EXERCISE REQUIREMENTS
Please write out exactly, and only, the lines from the first in the material below to the line containing "built from the", both included.
RECORDED DATA Start Marker
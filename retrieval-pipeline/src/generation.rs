use std::sync::Arc;

use common::{
    error::AppError,
    llm::{LlmClient, MindmapArtifact, MindmapFormat},
    storage::{
        db::SurrealDbClient,
        types::{
            chunk::Chunk,
            generation_history::GenerationHistory,
            notebook::Notebook,
            quiz::Quiz,
            source::{Source, SourceStatus},
            study_guide::StudyGuide,
        },
    },
};
use tracing::info;

/// What a derived artifact is generated from.
#[derive(Debug, Clone)]
pub enum GenerationTarget {
    Source(String),
    Notebook(String),
}

struct ResolvedTarget {
    notebook_id: String,
    source_id: Option<String>,
    title: String,
    content: String,
}

/// Derived artifacts (summary, quiz, study guide, mindmap) built from the
/// chunks of a source or a whole notebook, persisted with a model tag and
/// an incrementing version, and recorded in the generation history.
pub struct GenerationService {
    db: Arc<SurrealDbClient>,
    llm: LlmClient,
}

impl GenerationService {
    pub fn new(db: Arc<SurrealDbClient>, llm: LlmClient) -> Self {
        Self { db, llm }
    }

    pub async fn generate_summary(
        &self,
        target: GenerationTarget,
        user_id: &str,
        max_length: usize,
        style: &str,
    ) -> Result<String, AppError> {
        let resolved = self.resolve(&target, user_id).await?;
        let summary = self
            .llm
            .generate_summary(&resolved.content, max_length, style)
            .await?;

        self.record(
            &resolved,
            user_id,
            "summary",
            format!("Summary: {}", resolved.title),
            summary.clone(),
            serde_json::json!({ "style": style, "max_length": max_length }),
        )
        .await?;

        Ok(summary)
    }

    pub async fn generate_quiz(
        &self,
        target: GenerationTarget,
        user_id: &str,
        num_questions: u32,
        difficulty: &str,
    ) -> Result<Quiz, AppError> {
        let resolved = self.resolve(&target, user_id).await?;
        let questions = self
            .llm
            .generate_quiz(&resolved.content, num_questions, difficulty)
            .await?;

        let version = Quiz::next_version(&resolved.notebook_id, &self.db).await?;
        let quiz = Quiz::new(
            resolved.notebook_id.clone(),
            user_id.to_string(),
            resolved.source_id.clone(),
            format!("Quiz: {}", resolved.title),
            questions,
            self.llm.model().to_string(),
            version,
        );
        self.db.store_item(quiz.clone()).await?;
        info!(quiz_id = %quiz.id, version, "quiz persisted");

        self.record(
            &resolved,
            user_id,
            "quiz",
            quiz.title.clone(),
            serde_json::to_string(&quiz.questions).unwrap_or_default(),
            serde_json::json!({ "difficulty": difficulty, "num_questions": num_questions }),
        )
        .await?;

        Ok(quiz)
    }

    pub async fn generate_study_guide(
        &self,
        target: GenerationTarget,
        user_id: &str,
        topic: Option<&str>,
        format: &str,
    ) -> Result<StudyGuide, AppError> {
        let resolved = self.resolve(&target, user_id).await?;
        let content = self
            .llm
            .generate_study_guide(&resolved.content, topic, format)
            .await?;

        let version = StudyGuide::next_version(&resolved.notebook_id, &self.db).await?;
        let guide = StudyGuide::new(
            resolved.notebook_id.clone(),
            user_id.to_string(),
            resolved.source_id.clone(),
            format!("Study guide: {}", resolved.title),
            content,
            format.to_string(),
            self.llm.model().to_string(),
            version,
        );
        self.db.store_item(guide.clone()).await?;

        self.record(
            &resolved,
            user_id,
            "study_guide",
            guide.title.clone(),
            guide.content.clone(),
            serde_json::json!({ "format": format, "topic": topic }),
        )
        .await?;

        Ok(guide)
    }

    pub async fn generate_mindmap(
        &self,
        target: GenerationTarget,
        user_id: &str,
        format: MindmapFormat,
    ) -> Result<MindmapArtifact, AppError> {
        let resolved = self.resolve(&target, user_id).await?;
        let artifact = self.llm.generate_mindmap(&resolved.content, format).await?;

        self.record(
            &resolved,
            user_id,
            "mindmap",
            format!("Mindmap: {}", resolved.title),
            serde_json::to_string(&artifact).unwrap_or_default(),
            serde_json::json!({ "format": format }),
        )
        .await?;

        Ok(artifact)
    }

    /// Mindmap from free text, not tied to any notebook.
    pub async fn generate_mindmap_from_text(
        &self,
        user_id: &str,
        text: &str,
        format: MindmapFormat,
    ) -> Result<MindmapArtifact, AppError> {
        if text.trim().is_empty() {
            return Err(AppError::Validation("Text must not be empty".to_string()));
        }

        let artifact = self.llm.generate_mindmap(text, format).await?;

        GenerationHistory::new(
            user_id.to_string(),
            None,
            "mindmap".to_string(),
            "Mindmap from text".to_string(),
            serde_json::to_string(&artifact).unwrap_or_default(),
            None,
            serde_json::json!({ "format": format }),
        )
        .record(&self.db)
        .await?;

        Ok(artifact)
    }

    /// Authorize the target and gather its text: the ordered chunk bodies of
    /// one source, or of every completed source in the notebook.
    async fn resolve(
        &self,
        target: &GenerationTarget,
        user_id: &str,
    ) -> Result<ResolvedTarget, AppError> {
        match target {
            GenerationTarget::Source(source_id) => {
                let source = Source::get(source_id, &self.db)
                    .await?
                    .filter(|s| s.deleted_at.is_none())
                    .ok_or_else(|| {
                        AppError::NotFound(format!("Source {source_id} not found"))
                    })?;
                // Ownership goes through the notebook.
                Notebook::get_owned(&source.notebook_id, user_id, &self.db, false).await?;

                if source.status != SourceStatus::Completed {
                    return Err(AppError::Validation(
                        "Source has not finished processing".to_string(),
                    ));
                }

                let chunks = Chunk::list_by_source(source_id, &self.db).await?;
                let content = join_chunks(&chunks);
                if content.trim().is_empty() {
                    return Err(AppError::Validation(
                        "Source has no extracted content".to_string(),
                    ));
                }

                Ok(ResolvedTarget {
                    notebook_id: source.notebook_id,
                    source_id: Some(source.id),
                    title: source.title,
                    content,
                })
            }
            GenerationTarget::Notebook(notebook_id) => {
                let notebook = Notebook::get_owned(notebook_id, user_id, &self.db, false).await?;

                let sources = Source::list_by_notebook(notebook_id, &self.db).await?;
                let mut content = String::new();
                for source in sources
                    .iter()
                    .filter(|s| s.status == SourceStatus::Completed)
                {
                    let chunks = Chunk::list_by_source(&source.id, &self.db).await?;
                    if !content.is_empty() {
                        content.push_str("\n\n");
                    }
                    content.push_str(&join_chunks(&chunks));
                }

                if content.trim().is_empty() {
                    return Err(AppError::Validation(
                        "Notebook has no processed sources".to_string(),
                    ));
                }

                Ok(ResolvedTarget {
                    notebook_id: notebook.id,
                    source_id: None,
                    title: notebook.title,
                    content,
                })
            }
        }
    }

    async fn record(
        &self,
        resolved: &ResolvedTarget,
        user_id: &str,
        history_type: &str,
        title: String,
        content: String,
        metadata: serde_json::Value,
    ) -> Result<(), AppError> {
        GenerationHistory::new(
            user_id.to_string(),
            Some(resolved.notebook_id.clone()),
            history_type.to_string(),
            title,
            content,
            resolved.source_id.clone(),
            metadata,
        )
        .record(&self.db)
        .await
    }
}

fn join_chunks(chunks: &[Chunk]) -> String {
    chunks
        .iter()
        .map(|c| c.plain_text.as_str())
        .collect::<Vec<&str>>()
        .join("\n")
}
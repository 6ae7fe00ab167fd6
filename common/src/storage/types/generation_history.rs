use uuid::Uuid;

use crate::{error::AppError, storage::db::SurrealDbClient, stored_object};

/// Audit rows older than this are no longer surfaced by reads. There is no
/// background sweeper; retention is enforced at query time.
pub const RETENTION_DAYS: i64 = 90;

/// Characters of content kept in the preview column.
const PREVIEW_CHARS: usize = 200;

stored_object!(GenerationHistory, "generation_history", {
    user_id: String,
    notebook_id: Option<String>,
    history_type: String,
    title: String,
    content: String,
    content_preview: String,
    resource_id: Option<String>,
    #[serde(default)]
    metadata: serde_json::Value,
    #[serde(
        serialize_with = "serialize_option_datetime",
        deserialize_with = "deserialize_option_datetime",
        default
    )]
    deleted_at: Option<DateTime<Utc>>
});

impl GenerationHistory {
    pub fn new(
        user_id: String,
        notebook_id: Option<String>,
        history_type: String,
        title: String,
        content: String,
        resource_id: Option<String>,
        metadata: serde_json::Value,
    ) -> Self {
        let now = Utc::now();
        let content_preview = content.chars().take(PREVIEW_CHARS).collect();
        Self {
            id: Uuid::new_v4().to_string(),
            created_at: now,
            updated_at: now,
            user_id,
            notebook_id,
            history_type,
            title,
            content,
            content_preview,
            resource_id,
            metadata,
            deleted_at: None,
        }
    }

    pub async fn record(self, db: &SurrealDbClient) -> Result<(), AppError> {
        db.store_item(self).await?;
        Ok(())
    }

    /// Rows for a user within the retention window, newest first.
    pub async fn list_recent_for_user(
        user_id: &str,
        db: &SurrealDbClient,
    ) -> Result<Vec<Self>, AppError> {
        let cutoff = Utc::now() - chrono::Duration::days(RETENTION_DAYS);
        let rows: Vec<Self> = db
            .client
            .query(
                "SELECT * FROM generation_history WHERE user_id = $user_id AND deleted_at IS NONE AND created_at > $cutoff ORDER BY created_at DESC",
            )
            .bind(("user_id", user_id.to_string()))
            .bind(("cutoff", surrealdb::sql::Datetime::from(cutoff)))
            .await?
            .take(0)?;
        Ok(rows)
    }
}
RECORDED DATA End Marker
SOLVED PROBLEM
filename retrieval-pipeline/src/generation.rs
use std::sync::Arc;

use common::{
    error::AppError,
    llm::{LlmClient, MindmapArtifact, MindmapFormat},
    storage::{
        db::SurrealDbClient,
        types::{
            chunk::Chunk,
            generation_history::GenerationHistory,
            notebook::Notebook,
            quiz::Quiz,
            source::{Source, SourceStatus},
            study_guide::StudyGuide,
        },
    },
};
use tracing::info;

/// What a derived artifact is generated from.
#[derive(Debug, Clone)]
pub enum GenerationTarget {
    Source(String),
    Notebook(String),
}

struct ResolvedTarget {
    notebook_id: String,
    source_id: Option<String>,
    title: String,
    content: String,
}

/// Derived artifacts (summary, quiz, study guide, mindmap) built from the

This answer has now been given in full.